Task statement:
Needed from the data below: every line from the one with "assert_eq!(options.start, 0);" up to and including the one with "assert_eq!(options.limit, 5);", repeated exactly and with nothing else.

Stored items

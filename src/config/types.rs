//! Configuration types and CLI options.
//!
//! This module defines the `clap` command tree used by the binary and the
//! plain option structs used by the library. The library structs carry no CLI
//! dependency and can be built programmatically with `..Default::default()`.

use std::path::PathBuf;
use std::time::Duration;

use clap::{Args, Parser, Subcommand, ValueEnum};

use crate::config::constants::{
    DEFAULT_DOMAINS_PATH, DEFAULT_ENRICH_END, DEFAULT_ENRICH_START, DEFAULT_IMPORT_LIMIT,
    DEFAULT_INDEX_URL, DEFAULT_PAGE_URL_TEMPLATE, DEFAULT_RESULTS_PATH, DEFAULT_USER_AGENT,
    DOMAIN_PLACEHOLDER, SCRAPE_DELAY_MS, SCRAPE_TIMEOUT_SECS,
};
use crate::error_handling::ConfigError;

/// Logging level for the application.
///
/// Controls the verbosity of log output, from most restrictive (Error) to most
/// verbose (Trace).
#[derive(Clone, Debug, ValueEnum)]
pub enum LogLevel {
    /// Only error messages
    Error,
    /// Error and warning messages
    Warn,
    /// Error, warning, and informational messages
    Info,
    /// All messages except trace
    Debug,
    /// All messages including trace
    Trace,
}

impl From<LogLevel> for log::LevelFilter {
    fn from(l: LogLevel) -> Self {
        match l {
            LogLevel::Error => log::LevelFilter::Error,
            LogLevel::Warn => log::LevelFilter::Warn,
            LogLevel::Info => log::LevelFilter::Info,
            LogLevel::Debug => log::LevelFilter::Debug,
            LogLevel::Trace => log::LevelFilter::Trace,
        }
    }
}

/// Log output format.
///
/// - `Plain`: Human-readable format with colors (default)
/// - `Json`: Structured JSON format for machine parsing
#[derive(Clone, Debug, ValueEnum)]
pub enum LogFormat {
    /// Human-readable format with colors (default)
    Plain,
    /// Structured JSON format for machine parsing
    Json,
}

/// Command-line options.
///
/// # Examples
///
/// ```bash
/// # Find the current ranking archive
/// domain_rank locate
///
/// # Keep the top 100k hosts
/// domain_rank import --limit 100000
///
/// # Title the first thousand, then resume
/// domain_rank enrich --start 0 --end 1000
/// domain_rank enrich --start 1000 --end 2000
/// ```
#[derive(Debug, Parser)]
#[command(
    name = "domain_rank",
    about = "Builds a ranked domain list and enriches it with source titles."
)]
pub struct Cli {
    /// Log level: error|warn|info|debug|trace
    #[arg(long, global = true, value_enum, default_value_t = LogLevel::Info)]
    pub log_level: LogLevel,

    /// Log format: plain|json
    #[arg(long, global = true, value_enum, default_value_t = LogFormat::Plain)]
    pub log_format: LogFormat,

    #[command(subcommand)]
    pub command: Command,
}

/// Subcommands, one per pipeline stage.
#[derive(Debug, Subcommand)]
pub enum Command {
    /// Print the URL of the current ranking archive
    Locate(LocateArgs),
    /// Stream the ranking archive into the ordered domain list
    Import(ImportArgs),
    /// Resolve titles for a slice of the domain list
    Enrich(EnrichArgs),
    /// Print the rank and title stored for a URL or domain
    Lookup(LookupArgs),
}

#[derive(Debug, Args)]
pub struct LocateArgs {
    /// Index page listing the snapshots
    #[arg(long, default_value = DEFAULT_INDEX_URL)]
    pub index_url: String,
}

#[derive(Debug, Args)]
pub struct ImportArgs {
    /// Archive URL or local .gz path (discovered from the index page when omitted)
    #[arg(long)]
    pub source: Option<String>,

    /// Index page used when no source is given
    #[arg(long, default_value = DEFAULT_INDEX_URL)]
    pub index_url: String,

    /// Maximum number of records to keep
    #[arg(long, default_value_t = DEFAULT_IMPORT_LIMIT)]
    pub limit: usize,

    /// Output path for the domain list
    #[arg(long, value_parser, default_value = DEFAULT_DOMAINS_PATH)]
    pub output: PathBuf,

    /// Keep host labels in feed order instead of reversing them
    #[arg(long)]
    pub no_reverse: bool,

    /// HTTP User-Agent header value
    #[arg(long, default_value = DEFAULT_USER_AGENT)]
    pub user_agent: String,
}

#[derive(Debug, Args)]
pub struct EnrichArgs {
    /// First index of the domain list to process (inclusive)
    #[arg(long, default_value_t = DEFAULT_ENRICH_START)]
    pub start: usize,

    /// Last index of the domain list to process (exclusive)
    #[arg(long, default_value_t = DEFAULT_ENRICH_END)]
    pub end: usize,

    /// Domain list produced by `import`
    #[arg(long, value_parser, default_value = DEFAULT_DOMAINS_PATH)]
    pub domains: PathBuf,

    /// Result store (JSON)
    #[arg(long, value_parser, default_value = DEFAULT_RESULTS_PATH)]
    pub results: PathBuf,

    /// Curated removal/alias/title table (JSON); the embedded table is used when omitted
    #[arg(long, value_parser)]
    pub overrides: Option<PathBuf>,

    /// Per-page scrape timeout in seconds
    #[arg(long, default_value_t = SCRAPE_TIMEOUT_SECS)]
    pub timeout_seconds: u64,

    /// Pause between scrape attempts in milliseconds
    #[arg(long, default_value_t = SCRAPE_DELAY_MS)]
    pub delay_ms: u64,

    /// HTTP User-Agent header value
    #[arg(long, default_value = DEFAULT_USER_AGENT)]
    pub user_agent: String,

    /// Page fetched per domain; `{domain}` is substituted
    #[arg(long, default_value = DEFAULT_PAGE_URL_TEMPLATE)]
    pub page_url_template: String,
}

#[derive(Debug, Args)]
pub struct LookupArgs {
    /// URL or bare domain
    pub target: String,

    /// Result store (JSON)
    #[arg(long, value_parser, default_value = DEFAULT_RESULTS_PATH)]
    pub results: PathBuf,
}

/// Options for one import run.
///
/// # Examples
///
/// ```no_run
/// use domain_rank::ImportOptions;
///
/// let options = ImportOptions {
///     source: Some("./snapshots/domain-ranks.txt.gz".to_string()),
///     limit: 10_000,
///     ..Default::default()
/// };
/// ```
#[derive(Debug, Clone)]
pub struct ImportOptions {
    /// Archive URL or local path; `None` runs the locator first
    pub source: Option<String>,
    /// Index page handed to the locator
    pub index_url: String,
    /// Maximum number of records written
    pub limit: usize,
    /// Destination of the domain list
    pub output: PathBuf,
    /// Reverse dot-separated labels of every record
    pub reverse: bool,
    /// HTTP User-Agent header value
    pub user_agent: String,
}

impl Default for ImportOptions {
    fn default() -> Self {
        Self {
            source: None,
            index_url: DEFAULT_INDEX_URL.to_string(),
            limit: DEFAULT_IMPORT_LIMIT,
            output: PathBuf::from(DEFAULT_DOMAINS_PATH),
            reverse: true,
            user_agent: DEFAULT_USER_AGENT.to_string(),
        }
    }
}

impl From<ImportArgs> for ImportOptions {
    fn from(args: ImportArgs) -> Self {
        Self {
            source: args.source,
            index_url: args.index_url,
            limit: args.limit,
            output: args.output,
            reverse: !args.no_reverse,
            user_agent: args.user_agent,
        }
    }
}

/// Options for one enrichment run over `[start, end)`.
#[derive(Debug, Clone)]
pub struct EnrichOptions {
    /// First index (inclusive); `0` truncates the result store
    pub start: usize,
    /// Last index (exclusive); clamped to the list length
    pub end: usize,
    /// Domain list produced by the import
    pub domains: PathBuf,
    /// Result store path
    pub results: PathBuf,
    /// Curated table path; `None` uses the embedded table
    pub overrides: Option<PathBuf>,
    /// Per-page scrape timeout in seconds
    pub timeout_seconds: u64,
    /// Pause between scrape attempts in milliseconds
    pub delay_ms: u64,
    /// HTTP User-Agent header value
    pub user_agent: String,
    /// Page fetched per domain
    pub page_url_template: String,
}

impl Default for EnrichOptions {
    fn default() -> Self {
        Self {
            start: DEFAULT_ENRICH_START,
            end: DEFAULT_ENRICH_END,
            domains: PathBuf::from(DEFAULT_DOMAINS_PATH),
            results: PathBuf::from(DEFAULT_RESULTS_PATH),
            overrides: None,
            timeout_seconds: SCRAPE_TIMEOUT_SECS,
            delay_ms: SCRAPE_DELAY_MS,
            user_agent: DEFAULT_USER_AGENT.to_string(),
            page_url_template: DEFAULT_PAGE_URL_TEMPLATE.to_string(),
        }
    }
}

impl From<EnrichArgs> for EnrichOptions {
    fn from(args: EnrichArgs) -> Self {
        Self {
            start: args.start,
            end: args.end,
            domains: args.domains,
            results: args.results,
            overrides: args.overrides,
            timeout_seconds: args.timeout_seconds,
            delay_ms: args.delay_ms,
            user_agent: args.user_agent,
            page_url_template: args.page_url_template,
        }
    }
}

impl EnrichOptions {
    /// Checks the option combination before any file is touched.
    ///
    /// # Errors
    ///
    /// Returns a `ConfigError` for an inverted range, a zero timeout, or a page
    /// URL template without the `{domain}` placeholder.
    pub fn validate(&self) -> Result<(), ConfigError> {
        if self.start > self.end {
            return Err(ConfigError::InvertedRange {
                start: self.start,
                end: self.end,
            });
        }
        if self.timeout_seconds == 0 {
            return Err(ConfigError::ZeroTimeout);
        }
        if !self.page_url_template.contains(DOMAIN_PLACEHOLDER) {
            return Err(ConfigError::MissingPlaceholder(
                self.page_url_template.clone(),
            ));
        }
        Ok(())
    }

    pub fn timeout(&self) -> Duration {
        Duration::from_secs(self.timeout_seconds)
    }

    pub fn delay(&self) -> Duration {
        Duration::from_millis(self.delay_ms)
    }
}

#[cfg(test)]
mod tests {
    use super::*;

    #[test]
    fn test_log_level_conversion() {
        assert_eq!(
            log::LevelFilter::from(LogLevel::Error),
            log::LevelFilter::Error
        );
        assert_eq!(
            log::LevelFilter::from(LogLevel::Warn),
            log::LevelFilter::Warn
        );
        assert_eq!(
            log::LevelFilter::from(LogLevel::Info),
            log::LevelFilter::Info
        );
        assert_eq!(
            log::LevelFilter::from(LogLevel::Debug),
            log::LevelFilter::Debug
        );
        assert_eq!(
            log::LevelFilter::from(LogLevel::Trace),
            log::LevelFilter::Trace
        );
    }

    #[test]
    fn test_import_options_default() {
        let options = ImportOptions::default();
        assert_eq!(options.limit, 1_000_000);
        assert!(options.reverse);
        assert!(options.source.is_none());
        assert_eq!(options.output, PathBuf::from("./data/domains-1m.txt"));
    }

    #[test]
    fn test_enrich_options_default_is_valid() {
        let options = EnrichOptions::default();
        assert_eq!(options.start, 0);
        assert_eq!(options.end, 1000);
        assert_eq!(options.timeout(), Duration::from_secs(5));
        assert!(options.validate().is_ok());
    }

    #[test]
    fn test_enrich_options_rejects_inverted_range() {
        let options = EnrichOptions {
            start: 10,
            end: 5,
            ..Default::default()
        };
        assert!(matches!(
            options.validate(),
            Err(ConfigError::InvertedRange { start: 10, end: 5 })
        ));
    }

    #[test]
    fn test_enrich_options_rejects_zero_timeout() {
        let options = EnrichOptions {
            timeout_seconds: 0,
            ..Default::default()
        };
        assert!(matches!(options.validate(), Err(ConfigError::ZeroTimeout)));
    }

    #[test]
    fn test_enrich_options_rejects_template_without_placeholder() {
        let options = EnrichOptions {
            page_url_template: "https://example.com".to_string(),
            ..Default::default()
        };
        assert!(matches!(
            options.validate(),
            Err(ConfigError::MissingPlaceholder(_))
        ));
    }

    #[test]
    fn test_cli_parses_enrich_range() {
        let cli = Cli::parse_from([
            "domain_rank",
            "enrich",
            "--start",
            "800",
            "--end",
            "2000",
            "--delay-ms",
            "0",
        ]);
        match cli.command {
            Command::Enrich(args) => {
                let options = EnrichOptions::from(args);
                assert_eq!(options.start, 800);
                assert_eq!(options.end, 2000);
                assert_eq!(options.delay(), Duration::ZERO);
            }
            other => panic!("expected enrich, got {:?}", other),
        }
    }

    #[test]
    fn test_cli_no_reverse_flag() {
        let cli = Cli::parse_from(["domain_rank", "import", "--no-reverse", "--limit", "5"]);
        match cli.command {
            Command::Import(args) => {
                let options = ImportOptions::from(args);
                assert!(!options.reverse);
                assert_eq!(options.limit, 5);
            }
            other => panic!("expected import, got {:?}", other),
        }
    }

    #[test]
    fn test_cli_global_log_level_after_subcommand() {
        let cli = Cli::parse_from(["domain_rank", "locate", "--log-level", "debug"]);
        assert!(matches!(cli.log_level, LogLevel::Debug));
    }
}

Answer space:
        assert_eq!(options.start, 0);
        assert_eq!(options.end, 1000);
        assert_eq!(options.timeout(), Duration::from_secs(5));
        assert!(options.validate().is_ok());
    }

    #[test]
    fn test_enrich_options_rejects_inverted_range() {
        let options = EnrichOptions {
            start: 10,
            end: 5,
            ..Default::default()
        };
        assert!(matches!(
            options.validate(),
            Err(ConfigError::InvertedRange { start: 10, end: 5 })
        ));
    }

    #[test]
    fn test_enrich_options_rejects_zero_timeout() {
        let options = EnrichOptions {
            timeout_seconds: 0,
            ..Default::default()
        };
        assert!(matches!(options.validate(), Err(ConfigError::ZeroTimeout)));
    }

    #[test]
    fn test_enrich_options_rejects_template_without_placeholder() {
        let options = EnrichOptions {
            page_url_template: "https://example.com".to_string(),
            ..Default::default()
        };
        assert!(matches!(
            options.validate(),
            Err(ConfigError::MissingPlaceholder(_))
        ));
    }

    #[test]
    fn test_cli_parses_enrich_range() {
        let cli = Cli::parse_from([
            "domain_rank",
            "enrich",
            "--start",
            "800",
            "--end",
            "2000",
            "--delay-ms",
            "0",
        ]);
        match cli.command {
            Command::Enrich(args) => {
                let options = EnrichOptions::from(args);
                assert_eq!(options.start, 800);
                assert_eq!(options.end, 2000);
                assert_eq!(options.delay(), Duration::ZERO);
            }
            other => panic!("expected enrich, got {:?}", other),
        }
    }

    #[test]
    fn test_cli_no_reverse_flag() {
        let cli = Cli::parse_from(["domain_rank", "import", "--no-reverse", "--limit", "5"]);
        match cli.command {
            Command::Import(args) => {
                let options = ImportOptions::from(args);
                assert!(!options.reverse);
                assert_eq!(options.limit, 5);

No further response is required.